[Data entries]
__________________________________________________
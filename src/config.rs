use anyhow::{Context, Result};
use serde::{Deserialize, Serialize};
use std::path::{Path, PathBuf};

/// File name of the persisted flat vector index inside the storage home
pub const VECTOR_FILE: &str = "vectors.idx";
/// File name of the JSON-lines metadata sidecar inside the storage home
pub const META_FILE: &str = "meta.jsonl";

/// Application configuration loaded from rag.toml
#[derive(Debug, Clone, Default, Serialize, Deserialize)]
pub struct Config {
    #[serde(default)]
    pub storage: StorageConfig,
    #[serde(default)]
    pub chunking: ChunkingConfig,
    #[serde(default)]
    pub embedding: EmbeddingConfig,
    #[serde(default)]
    pub index: IndexConfig,
    #[serde(default)]
    pub query: QueryConfig,
    #[serde(default)]
    pub watcher: WatcherConfig,
}

#[derive(Debug, Clone, Serialize, Deserialize)]
pub struct StorageConfig {
    /// Directory holding the vector file and the metadata sidecar (`~` is expanded)
    #[serde(default = "default_home")]
    pub home: String,
}

#[derive(Debug, Clone, Serialize, Deserialize)]
pub struct ChunkingConfig {
    #[serde(default = "default_max_chars")]
    pub max_chars: usize,
    #[serde(default = "default_overlap")]
    pub overlap: usize,
}

#[derive(Debug, Clone, Serialize, Deserialize)]
pub struct EmbeddingConfig {
    /// One of "ollama", "tei", "fastembed", "hashing"
    #[serde(default = "default_provider")]
    pub provider: String,
    #[serde(default = "default_embedding_url")]
    pub url: String,
    #[serde(default = "default_embedding_model")]
    pub model: String,
    #[serde(default = "default_embedding_dims")]
    pub dims: usize,
    #[serde(default = "default_batch_size")]
    pub batch_size: usize,
}

#[derive(Debug, Clone, Serialize, Deserialize)]
pub struct IndexConfig {
    #[serde(default)]
    pub folders: Vec<String>,
    #[serde(default = "default_excludes")]
    pub excludes: Vec<String>,
}

#[derive(Debug, Clone, Serialize, Deserialize)]
pub struct QueryConfig {
    #[serde(default = "default_k")]
    pub k: usize,
    #[serde(default = "default_n_ctx")]
    pub n_ctx: usize,
    #[serde(default = "default_low_confidence_score")]
    pub low_confidence_score: f32,
    #[serde(default = "default_low_confidence_min_hits")]
    pub low_confidence_min_hits: usize,
}

#[derive(Debug, Clone, Serialize, Deserialize)]
pub struct WatcherConfig {
    #[serde(default = "default_debounce_ms")]
    pub debounce_ms: u64,
}

fn default_home() -> String {
    "~/.luma/rag_db".to_string()
}

fn default_max_chars() -> usize {
    1200
}

fn default_overlap() -> usize {
    200
}

fn default_provider() -> String {
    "ollama".to_string()
}

fn default_embedding_url() -> String {
    "http://127.0.0.1:11434".to_string()
}

fn default_embedding_model() -> String {
    "all-minilm".to_string()
}

fn default_embedding_dims() -> usize {
    384 // all-MiniLM-L6-v2
}

fn default_batch_size() -> usize {
    64
}

fn default_excludes() -> Vec<String> {
    vec![
        "node_modules".to_string(),
        "__pycache__".to_string(),
        ".git".to_string(),
    ]
}

fn default_k() -> usize {
    20
}

fn default_n_ctx() -> usize {
    12
}

fn default_low_confidence_score() -> f32 {
    0.2
}

fn default_low_confidence_min_hits() -> usize {
    3
}

fn default_debounce_ms() -> u64 {
    1000
}

impl Default for StorageConfig {
    fn default() -> Self {
        Self { home: default_home() }
    }
}

impl Default for ChunkingConfig {
    fn default() -> Self {
        Self {
            max_chars: default_max_chars(),
            overlap: default_overlap(),
        }
    }
}

impl Default for EmbeddingConfig {
    fn default() -> Self {
        Self {
            provider: default_provider(),
            url: default_embedding_url(),
            model: default_embedding_model(),
            dims: default_embedding_dims(),
            batch_size: default_batch_size(),
        }
    }
}

impl Default for IndexConfig {
    fn default() -> Self {
        Self {
            folders: Vec::new(),
            excludes: default_excludes(),
        }
    }
}

impl Default for QueryConfig {
    fn default() -> Self {
        Self {
            k: default_k(),
            n_ctx: default_n_ctx(),
            low_confidence_score: default_low_confidence_score(),
            low_confidence_min_hits: default_low_confidence_min_hits(),
        }
    }
}

impl Default for WatcherConfig {
    fn default() -> Self {
        Self {
            debounce_ms: default_debounce_ms(),
        }
    }
}

impl Config {
    /// Load configuration from a TOML file
    pub fn from_file<P: AsRef<Path>>(path: P) -> Result<Self> {
        let content = std::fs::read_to_string(path.as_ref())
            .with_context(|| format!("Failed to read config file: {}", path.as_ref().display()))?;

        let config: Config = toml::from_str(&content).context("Failed to parse config file")?;

        Ok(config)
    }

    /// Load configuration from default location or return defaults
    pub fn load() -> Result<Self> {
        let default_paths = [
            PathBuf::from("config/rag.toml"),
            PathBuf::from(shellexpand::tilde("~/.config/luma/rag.toml").as_ref()),
        ];

        for path in &default_paths {
            if path.exists() {
                return Self::from_file(path);
            }
        }

        Ok(Self::default())
    }

    /// Storage home with `~` and environment variables expanded
    pub fn storage_home(&self) -> PathBuf {
        crate::utils::expand_path(&self.storage.home)
    }

    /// Configured index folders, expanded
    pub fn index_folders(&self) -> Vec<PathBuf> {
        self.index
            .folders
            .iter()
            .map(|f| crate::utils::expand_path(f))
            .collect()
    }
}
use serde::{Deserialize, Serialize};
use std::ops::AddAssign;

/// One indexed chunk, stored as a line of the metadata sidecar.
///
/// `id` is the row offset of the chunk's vector in the flat index. Rows are never
/// reused: a re-indexed file gets fresh ids and its old entries are tombstoned.
#[derive(Debug, Clone, Serialize, Deserialize, PartialEq)]
pub struct ChunkMeta {
    pub id: u64,
    /// Absolute path of the source file
    pub path: String,
    /// Name of the immediate parent directory
    pub folder: String,
    /// Source modification time at index time (local, ISO-8601)
    pub mtime_iso: String,
    /// 1-indexed page or slide number for paginated formats
    #[serde(default)]
    pub page: Option<u32>,
    pub text_hash: String,
    pub text: String,
    #[serde(default)]
    pub deleted: bool,
}

/// Counts returned by indexing operations
#[derive(Debug, Clone, Copy, Default, Serialize, Deserialize, PartialEq, Eq)]
pub struct IndexSummary {
    pub added: usize,
    pub deleted: usize,
}

impl IndexSummary {
    pub fn new(added: usize, deleted: usize) -> Self {
        Self { added, deleted }
    }
}

impl AddAssign for IndexSummary {
    fn add_assign(&mut self, other: Self) {
        self.added += other.added;
        self.deleted += other.deleted;
    }
}

/// Row counts before and after a compaction pass
#[derive(Debug, Clone, Copy, Default, Serialize, Deserialize, PartialEq, Eq)]
pub struct CompactionStats {
    pub rows_before: usize,
    pub rows_after: usize,
}

impl CompactionStats {
    pub fn reclaimed(&self) -> usize {
        self.rows_before.saturating_sub(self.rows_after)
    }
}

/// A ranked search result: similarity score plus the joined chunk metadata
#[derive(Debug, Clone, Serialize, Deserialize, PartialEq)]
pub struct Hit {
    pub score: f32,
    pub meta: ChunkMeta,
}

impl Hit {
    pub fn new(score: f32, meta: ChunkMeta) -> Self {
        Self { score, meta }
    }

    /// `path` or `path:pN` when the chunk came from a page
    pub fn citation_tag(&self) -> String {
        match self.meta.page {
            Some(page) if page > 0 => format!("{}:p{}", self.meta.path, page),
            _ => self.meta.path.clone(),
        }
    }
}

/// Snapshot of the service state shown by callers as progress/status
#[derive(Debug, Clone, Default, Serialize, Deserialize, PartialEq)]
pub struct IndexStatus {
    pub watching: bool,
    pub folders: Vec<String>,
    /// Rows in the vector store, tombstoned rows included
    pub chunks: usize,
    /// Non-deleted metadata entries
    pub active_chunks: usize,
    pub last_update: Option<IndexSummary>,
    pub warnings: Vec<String>,
}

#[cfg(test)]
mod tests {
    use super::*;

    fn meta(page: Option<u32>) -> ChunkMeta {
        ChunkMeta {
            id: 7,
            path: "/docs/report.pdf".to_string(),
            folder: "docs".to_string(),
            mtime_iso: "2024-01-01T00:00:00".to_string(),
            page,
            text_hash: "abc".to_string(),
            text: "Revenue grew.".to_string(),
            deleted: false,
        }
    }

    #[test]
    fn test_citation_tag() {
        assert_eq!(Hit::new(0.5, meta(Some(3))).citation_tag(), "/docs/report.pdf:p3");
        assert_eq!(Hit::new(0.5, meta(None)).citation_tag(), "/docs/report.pdf");
    }

    #[test]
    fn test_chunk_meta_json_line_shape() {
        let line = serde_json::to_string(&meta(None)).unwrap();
        assert!(line.contains("\"page\":null"));
        assert!(line.contains("\"deleted\":false"));
        assert!(!line.contains('\n'));
    }

    #[test]
    fn test_chunk_meta_missing_deleted_defaults_false() {
        let line = r#"{"id":1,"path":"/a.txt","folder":"","mtime_iso":"x","text_hash":"h","text":"t"}"#;
        let parsed: ChunkMeta = serde_json::from_str(line).unwrap();
        assert!(!parsed.deleted);
        assert_eq!(parsed.page, None);
    }

    #[test]
    fn test_summary_accumulates() {
        let mut total = IndexSummary::default();
        total += IndexSummary::new(3, 1);
        total += IndexSummary::new(2, 0);
        assert_eq!(total, IndexSummary::new(5, 1));
    }
}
__________________________________________________
* Instructions to follow *
Print only the lines from the top of the data above down to the line holding "pub const VECTOR_FILE: &str", inclusive.

* Written reply *
filename src/config.rs
use anyhow::{Context, Result};
use serde::{Deserialize, Serialize};
use std::path::{Path, PathBuf};

/// File name of the persisted flat vector index inside the storage home
pub const VECTOR_FILE: &str = "vectors.idx";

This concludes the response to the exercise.